I wake before 4:00am from a vivid dream, in which I walk with a friend, invite her back to lunch, introduce her to my warm and delightful mother, realise I’ve forgotten to pick up some bread, begin to drive to do so, and find I am back in the suburb where I spent my late primary and then high school years.  We cannot find a bread shop any closer than the city, but end up in some industrial complex.  I am frustrated but as we are walking toward what we think is a bakery we see an older woman fall over; her son kneels down to help her, we rush to provide support.  The dream turns; instead of the woman being checked in for observations it is me who is in some kind of mental health centre; I must lie there for two weeks, I am fed apple pie.  When it comes time to be picked up it is my father who comes to collect me, and I wake with a sense of being protected, a sense that all is right with the world because my dad is looking out for me; I am safe.

I want to slide back into the dream but I pick up laptop and write about it; who knows if it will still be there when I wake again.

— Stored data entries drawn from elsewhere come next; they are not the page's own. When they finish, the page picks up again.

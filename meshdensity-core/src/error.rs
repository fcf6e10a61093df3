//! Error types for meshdensity

use crate::mesh::MeshSummary;
use thiserror::Error;

/// Main error type for density analysis and reduction.
///
/// Every mesh-related variant carries the [`MeshSummary`] of the mesh that
/// triggered it so callers can report what was being processed.
#[derive(Error, Debug, Clone, PartialEq)]
pub enum Error {
    /// Density cannot be defined: no triangles, or zero area/volume.
    #[error("Degenerate mesh ({mesh}): {reason}")]
    DegenerateMesh { mesh: MeshSummary, reason: String },

    #[error("Invalid parameter `{name}` = {value} ({mesh}): expected {expected}")]
    InvalidParameter {
        name: &'static str,
        value: f64,
        expected: &'static str,
        mesh: MeshSummary,
    },

    /// Too few vertices to perform any edge collapse.
    #[error("Insufficient geometry ({mesh}): at least {required} vertices required")]
    InsufficientGeometry { mesh: MeshSummary, required: usize },

    #[error("Face {face} references vertex {index}, out of range ({mesh})")]
    IndexOutOfRange {
        face: usize,
        index: usize,
        mesh: MeshSummary,
    },

    #[error("Invalid configuration: {0}")]
    InvalidConfig(String),
}

impl Error {
    pub fn degenerate(mesh: MeshSummary, reason: impl Into<String>) -> Self {
        Error::DegenerateMesh {
            mesh,
            reason: reason.into(),
        }
    }

    pub fn invalid_parameter(
        name: &'static str,
        value: f64,
        expected: &'static str,
        mesh: MeshSummary,
    ) -> Self {
        Error::InvalidParameter {
            name,
            value,
            expected,
            mesh,
        }
    }

    /// The mesh summary attached to this error, if any.
    pub fn mesh_summary(&self) -> Option<MeshSummary> {
        match self {
            Error::DegenerateMesh { mesh, .. }
            | Error::InvalidParameter { mesh, .. }
            | Error::InsufficientGeometry { mesh, .. }
            | Error::IndexOutOfRange { mesh, .. } => Some(*mesh),
            Error::InvalidConfig(_) => None,
        }
    }
}

#[cfg(test)]
mod tests {
    use super::*;

    #[test]
    fn test_error_display_carries_summary() {
        let mesh = MeshSummary {
            vertices: 3,
            triangles: 1,
        };
        let err = Error::InsufficientGeometry { mesh, required: 4 };
        let text = err.to_string();
        assert!(text.contains("3 vertices, 1 triangles"));
        assert!(text.contains("at least 4"));
        assert_eq!(err.mesh_summary(), Some(mesh));
    }

    #[test]
    fn test_invalid_parameter_display() {
        let err = Error::invalid_parameter(
            "target_ratio",
            1.5,
            "a value in (0, 1]",
            MeshSummary::default(),
        );
        assert!(err.to_string().contains("target_ratio"));
        assert!(err.to_string().contains("1.5"));
    }

    #[test]
    fn test_config_error_has_no_summary() {
        assert_eq!(Error::InvalidConfig("x".into()).mesh_summary(), None);
    }
}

There are books that interpret your dreams for you; with pearls of wisdom such as:  You dreamt of coffee?  That means your best friend is jealous of you.  Along with Carl Jung, I believe there are some archetypal symbols in dreams, but I do not think that there is one interpretation that can be provided by a dream book.  The best interpreter of the dream is the dreamer.   What does coffee mean for you?  What associations do you have with it now, as it appeared to you in the dream?  Some years ago I was fortunate enough to do a dreams course with a wonderful Brisbane-based Catholic spiritual director, Patrick Oliver.  Over four Saturdays we were taught, and discussed, the role of dreams in the Bible, the way God would speak to people through them, and how to understand our own dreams.  We shared dreams with each other, we listened to their meaning for each other.  The stance was one of openness, of willingness to hear what God might be saying to us through them.  People say you dream of random things that happen in your life - but why, asked Patrick, does the dream choose that particular event from the thousands of thoughts and actions that you take every day?   The details in the dream are often slightly different from reality.  Why?  How is that difference significant for you?  In small groups we were taught how to ask each other questions to help each other listen.   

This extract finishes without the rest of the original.